Sunday, December 6, 2009

For Adoptees, birthdays = deathdays

Last night, I read Linda Gambino's "Birthdaze" to my fiance and daughter. For years, I didn't realize that I hated my birthday because of being adopted. I never really even realized that the anxiety that gripped me a week or so prior to my birthday wasn't about what crappy presents I might or might not get, or who would even remember my birthday. And as I write this, I'm looking back at my birthdays as a child, and I'm realizing that I really did hate my birthday early on. Nothing was ever quite right with my parties; I can remember one where I didn't win at one of the party games, and ran off crying.

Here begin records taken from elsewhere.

//! # 峰形函数模块
//!
//! 封闭的峰形集合，统一通过 [`PeakProfile`] 暴露 evaluate / centre / fwhm：
//! - `thermal`: 热中子背靠背指数 ⊗ 赝 Voigt（由仪器参数与 hkl 计算）
//! - `back_to_back`: 背靠背指数 ⊗ 高斯（单峰拟合函数）
//! - `gaussian`: 对称高斯（预拟合）
//! - `linear`: 线性背景
//! - `function`: 拟合用的函数变体与复合函数
//!
//! ## 依赖关系
//! - 被 `peaks/` 与 `fitting/` 使用
//! - 使用 `models/` 的仪器参数与 Miller 指数

pub mod back_to_back;
pub mod function;
pub mod gaussian;
pub mod linear;
pub mod params;
pub mod special;
pub mod thermal;

pub use back_to_back::BackToBackExponential;
pub use function::FitFunction;
pub use gaussian::Gaussian;
pub use linear::LinearBackground;
pub use params::ParameterSet;
pub use thermal::ThermalNeutronProfile;

use crate::error::Result;

/// 2·sqrt(2·ln2)，高斯 sigma 与 FWHM 的换算系数
pub const FWHM_PER_SIGMA: f64 = 2.354_820_045_030_949;

/// 峰形的统一接口
pub trait PeakProfile {
    /// 在采样点上计算强度，结果写入 `out`
    fn function(&self, x: &[f64], out: &mut [f64]);

    fn evaluate(&self, x: &[f64]) -> Vec<f64> {
        let mut out = vec![0.0; x.len()];
        self.function(x, &mut out);
        out
    }

    fn centre(&self) -> f64;
    fn fwhm(&self) -> f64;
    fn height(&self) -> f64;

    fn set_centre(&mut self, centre: f64) -> Result<()>;
    fn set_fwhm(&mut self, fwhm: f64) -> Result<()>;
}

I reminded Ron of the first birthday of mine that we had together; the day after we got into a fight, and Ron thought I was angry at him. My birthday is in July, and for him, work and therefore money, is tight in the summer. He was only able to do a minimal amount for my birthday, but it was really wonderful and thoughtful, and I loved him for what he was able to do. But I was still anxious and crabby and I really didn't know why. So, we fought. I wasn't angry at Ron, and I told him that at the time, but he was very confused by my emotions; heck, so was I! Here was a great guy who did his best to give me a happy birthday and we get into a fight the day after for what seems to be no reason.

After reading that post to him, and I reminded him of the fight, the light bulb just went on and he looked relieved that there was some explainable reason for something so strange.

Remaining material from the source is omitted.